Affected Resource(s)

google_bigquery_table

Terraform Configuration

resource "google_bigquery_table" "test-hived-table" {
  dataset_id          = "$DATASET_NAME"
  project             = "$PROJECT_ID"
  table_id            = "test-hived-table-tf"
  deletion_protection = false
  labels = {
    l1 = "hello"
  }
  external_data_configuration {
    autodetect    = false
    source_format = "CSV"
    source_uris = [
      "$BUCKET_NAME/example/*"
    ]
    max_bad_records       = 0
    ignore_unknown_values = false
    csv_options {
      field_delimiter   = ","
      skip_leading_rows = 1
      quote             = "\""
    }
    hive_partitioning_options {
      mode                     = "CUSTOM"
      source_uri_prefix        = "$BUCKET_NAME/example/{day:DATE}"
      require_partition_filter = false
    }
schema = <<EOF
[
    {
        "name": "Id",
        "type": "INTEGER",
        "mode": "REQUIRED"
    },
    {
        "name": "Name",
        "type": "STRING",
        "mode": "NULLABLE"
    },
    {
        "name": "Weight",
        "type": "INTEGER",
        "mode": "REQUIRED"
    }
]
EOF
}
}
provider "google" {
  default_labels = {
    l1 = "hello"
  }
}

Debug Output

https://gist.github.com/rshamunov/8814cff7f2c6733061d92ca45ab36979#file-output-log

Expected Behavior

terrafrom apply completes in-place update of an external table

Actual Behavior

Error: googleapi: Error 400: When defining a table with an ExternalDataConfiguration, a schema must be present on either the Table or the ExternalDataConfiguration.

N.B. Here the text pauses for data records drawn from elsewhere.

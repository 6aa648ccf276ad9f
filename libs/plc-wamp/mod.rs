//! PLC WAMP client
//!
//! Remote-control client of the PLC runtime: joins a WAMP realm over a
//! reconnecting WebSocket, exposes the runtime's procedures and publishes
//! runtime events.
//!
//! ## Layers
//!
//! - **auth**: wampcra challenge-response signatures
//! - **registry**: catalog of exposed procedures and topics, bound at join
//!   time to capabilities supplied by the runtime
//! - **session**: join handshake, registrations, invocation dispatch
//! - **controller**: start/stop/restart and status, the only entry point
//!   the runtime needs
//!
//! The transport underneath is [`wampsockets`].
//!
//! ## Example
//!
//! ```rust,ignore
//! use plc_wamp::*;
//!
//! let mut capabilities = CapabilityRegistry::new();
//! capabilities.register_fn("StartPLC", |_payload| async { Ok(Payload::empty()) });
//!
//! let controller = WampController::new(Registry::new(Catalog::plc_runtime(), capabilities));
//! controller.start(WampConfig::load("wampconf.json")?)?;
//! controller.publish_with_own_id("Updated", serde_json::json!("Started"));
//! ```

pub mod auth;
pub mod config;
pub mod controller;
pub mod error;
pub mod protocol;
pub mod registry;
pub mod session;

// Re-export commonly used items
pub use config::{
    is_correct_uri, load_secret, ClientFactoryOptions, Jitter, ProtocolOptions, ValidatedConfig,
    WampConfig,
};
pub use controller::{WampController, WampStatus};
pub use error::{
    AuthenticationError, CallError, ConfigError, ProtocolError, RegistrationError, Result,
    WampError,
};
pub use protocol::{Dict, Payload, WampMessage};
pub use registry::{
    Callable, CapabilityRegistry, Catalog, ExposedCall, Publishable, RegisterOptions, Registry,
    PLC_PROCEDURES,
};
pub use session::{SessionHandle, SessionState};
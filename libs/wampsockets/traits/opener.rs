use crate::error::{Result, TransportError};
use async_trait::async_trait;
use parking_lot::Mutex;
use std::sync::atomic::{AtomicBool, Ordering};
use std::sync::Arc;
use tokio::sync::{mpsc, Notify};

/// Application-level WebSocket message
/// Can be Text or Binary data
#[derive(Debug, Clone, PartialEq, Eq)]
pub enum WsMessage {
    Text(String),
    Binary(Vec<u8>),
}

impl WsMessage {
    /// Get the message as text, if it is text
    pub fn as_text(&self) -> Option<&str> {
        match self {
            WsMessage::Text(s) => Some(s),
            WsMessage::Binary(_) => None,
        }
    }

    /// Get the message as binary, if it is binary
    pub fn as_binary(&self) -> Option<&[u8]> {
        match self {
            WsMessage::Text(_) => None,
            WsMessage::Binary(b) => Some(b),
        }
    }

    /// Check if message is text
    pub fn is_text(&self) -> bool {
        matches!(self, WsMessage::Text(_))
    }
}

/// Close state shared by both ends of one connection.
///
/// Whoever closes first records the reason; the other end observes the
/// close on its next `recv`.
#[derive(Default)]
pub(crate) struct CloseSignal {
    closed: AtomicBool,
    notify: Notify,
    reason: Mutex<Option<TransportError>>,
}

impl CloseSignal {
    pub(crate) fn close(&self, reason: Option<TransportError>) {
        if let Some(reason) = reason {
            let mut slot = self.reason.lock();
            if slot.is_none() {
                *slot = Some(reason);
            }
        }
        self.closed.store(true, Ordering::Release);
        self.notify.notify_waiters();
    }

    pub(crate) fn is_closed(&self) -> bool {
        self.closed.load(Ordering::Acquire)
    }

    pub(crate) async fn closed(&self) {
        loop {
            let notified = self.notify.notified();
            tokio::pin!(notified);
            notified.as_mut().enable();
            if self.is_closed() {
                return;
            }
            notified.await;
        }
    }

    fn reason(&self) -> Option<TransportError> {
        self.reason.lock().clone()
    }
}

/// Cloneable sending half of a [`Connection`]
#[derive(Clone)]
pub struct ConnectionSender {
    tx: mpsc::UnboundedSender<WsMessage>,
    signal: Arc<CloseSignal>,
}

impl ConnectionSender {
    /// Queue a message for the peer
    pub fn send(&self, message: WsMessage) -> Result<()> {
        if self.signal.is_closed() {
            return Err(TransportError::ChannelSend("connection closed".into()));
        }
        self.tx
            .send(message)
            .map_err(|e| TransportError::ChannelSend(e.to_string()))
    }

    /// Check whether the underlying connection is closed
    pub fn is_closed(&self) -> bool {
        self.signal.is_closed() || self.tx.is_closed()
    }
}

/// One established, message-oriented duplex connection.
///
/// Dropping the connection closes it.
pub struct Connection {
    sender: ConnectionSender,
    inbound: mpsc::UnboundedReceiver<WsMessage>,
    signal: Arc<CloseSignal>,
    peer: String,
}

impl Connection {
    pub(crate) fn from_parts(
        outbound: mpsc::UnboundedSender<WsMessage>,
        inbound: mpsc::UnboundedReceiver<WsMessage>,
        signal: Arc<CloseSignal>,
        peer: impl Into<String>,
    ) -> Self {
        Self {
            sender: ConnectionSender {
                tx: outbound,
                signal: Arc::clone(&signal),
            },
            inbound,
            signal,
            peer: peer.into(),
        }
    }

    /// Create two in-process connections wired to each other
    ///
    /// Useful for openers that do not touch the network, and for driving a
    /// protocol from tests.
    pub fn memory_pair(peer: impl Into<String>) -> (Connection, Connection) {
        let peer = peer.into();
        let (a_tx, a_rx) = mpsc::unbounded_channel();
        let (b_tx, b_rx) = mpsc::unbounded_channel();
        let signal = Arc::new(CloseSignal::default());

        let local = Connection::from_parts(a_tx, b_rx, Arc::clone(&signal), peer.clone());
        let remote = Connection::from_parts(b_tx, a_rx, signal, peer);
        (local, remote)
    }

    /// Queue a message for the peer
    pub fn send(&self, message: WsMessage) -> Result<()> {
        self.sender.send(message)
    }

    /// Get a cloneable sender for this connection
    pub fn sender(&self) -> ConnectionSender {
        self.sender.clone()
    }

    /// Receive the next message
    ///
    /// Returns `None` once the connection is closed. Messages that arrived
    /// before the close are still delivered.
    pub async fn recv(&mut self) -> Option<WsMessage> {
        tokio::select! {
            biased;
            message = self.inbound.recv() => message,
            _ = self.signal.closed() => self.inbound.try_recv().ok(),
        }
    }

    /// Check whether the connection is closed
    pub fn is_closed(&self) -> bool {
        self.signal.is_closed()
    }

    /// Why the connection closed
    pub fn close_reason(&self) -> TransportError {
        self.signal
            .reason()
            .unwrap_or_else(|| TransportError::ConnectionClosed("closed by peer".into()))
    }

    /// Close the connection with an explicit reason
    pub fn close(self, reason: TransportError) {
        self.signal.close(Some(reason));
    }

    /// Remote address or label of the connection
    pub fn peer(&self) -> &str {
        &self.peer
    }
}

impl Drop for Connection {
    fn drop(&mut self) {
        self.signal.close(None);
    }
}

impl std::fmt::Debug for Connection {
    fn fmt(&self, f: &mut std::fmt::Formatter<'_>) -> std::fmt::Result {
        f.debug_struct("Connection")
            .field("peer", &self.peer)
            .field("closed", &self.is_closed())
            .finish()
    }
}

/// Trait for performing a single connection attempt
///
/// Implement this trait to plug a different socket layer under the
/// reconnecting transport. Retry policy is not the opener's concern.
#[async_trait]
pub trait TransportOpener: Send + Sync {
    /// Open one connection to `url`
    ///
    /// # Returns
    /// * `Ok(connection)` - The socket is established
    /// * `Err(TransportError)` - Refused, unreachable, timed out or rejected
    async fn open(&self, url: &str) -> Result<Connection>;
}

#[cfg(test)]
mod tests {
    use super::*;

    #[tokio::test]
    async fn test_memory_pair_delivers_both_ways() {
        let (mut local, mut remote) = Connection::memory_pair("memory");

        local.send(WsMessage::Text("hello".into())).unwrap();
        remote.send(WsMessage::Binary(vec![1, 2, 3])).unwrap();

        assert_eq!(remote.recv().await, Some(WsMessage::Text("hello".into())));
        assert_eq!(local.recv().await, Some(WsMessage::Binary(vec![1, 2, 3])));
    }

    #[tokio::test]
    async fn test_drop_closes_peer_after_pending_messages() {
        let (local, mut remote) = Connection::memory_pair("memory");
        let sender = local.sender();

        sender.send(WsMessage::Text("last words".into())).unwrap();
        drop(local);

        assert_eq!(remote.recv().await, Some(WsMessage::Text("last words".into())));
        assert_eq!(remote.recv().await, None);
        assert!(sender.send(WsMessage::Text("too late".into())).is_err());
        assert!(sender.is_closed());
    }

    #[tokio::test]
    async fn test_close_reason_is_recorded() {
        let (local, remote) = Connection::memory_pair("memory");

        local.close(TransportError::ConnectionClosed("going away".into()));

        assert!(remote.is_closed());
        assert_eq!(
            remote.close_reason(),
            TransportError::ConnectionClosed("going away".into())
        );
    }
}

If the schema is present on both, the schemas must be the same., invalid

Steps to reproduce

script to reproduce

Important Factoids

No response

References

No response

b/362528330

@rshamunov rshamunov added the bug label Aug 19, 2024
@github-actions github-actions bot added forward/review In review; remove label to forward service/bigquery labels Aug 19, 2024
@ggtisc ggtisc self-assigned this Aug 20, 2024
@ggtisc
Copy link
Collaborator

ggtisc commented Aug 21, 2024

Hi @rshamunov!

Looking in your code I noticed that you are not using the correct format as terraform registry describes.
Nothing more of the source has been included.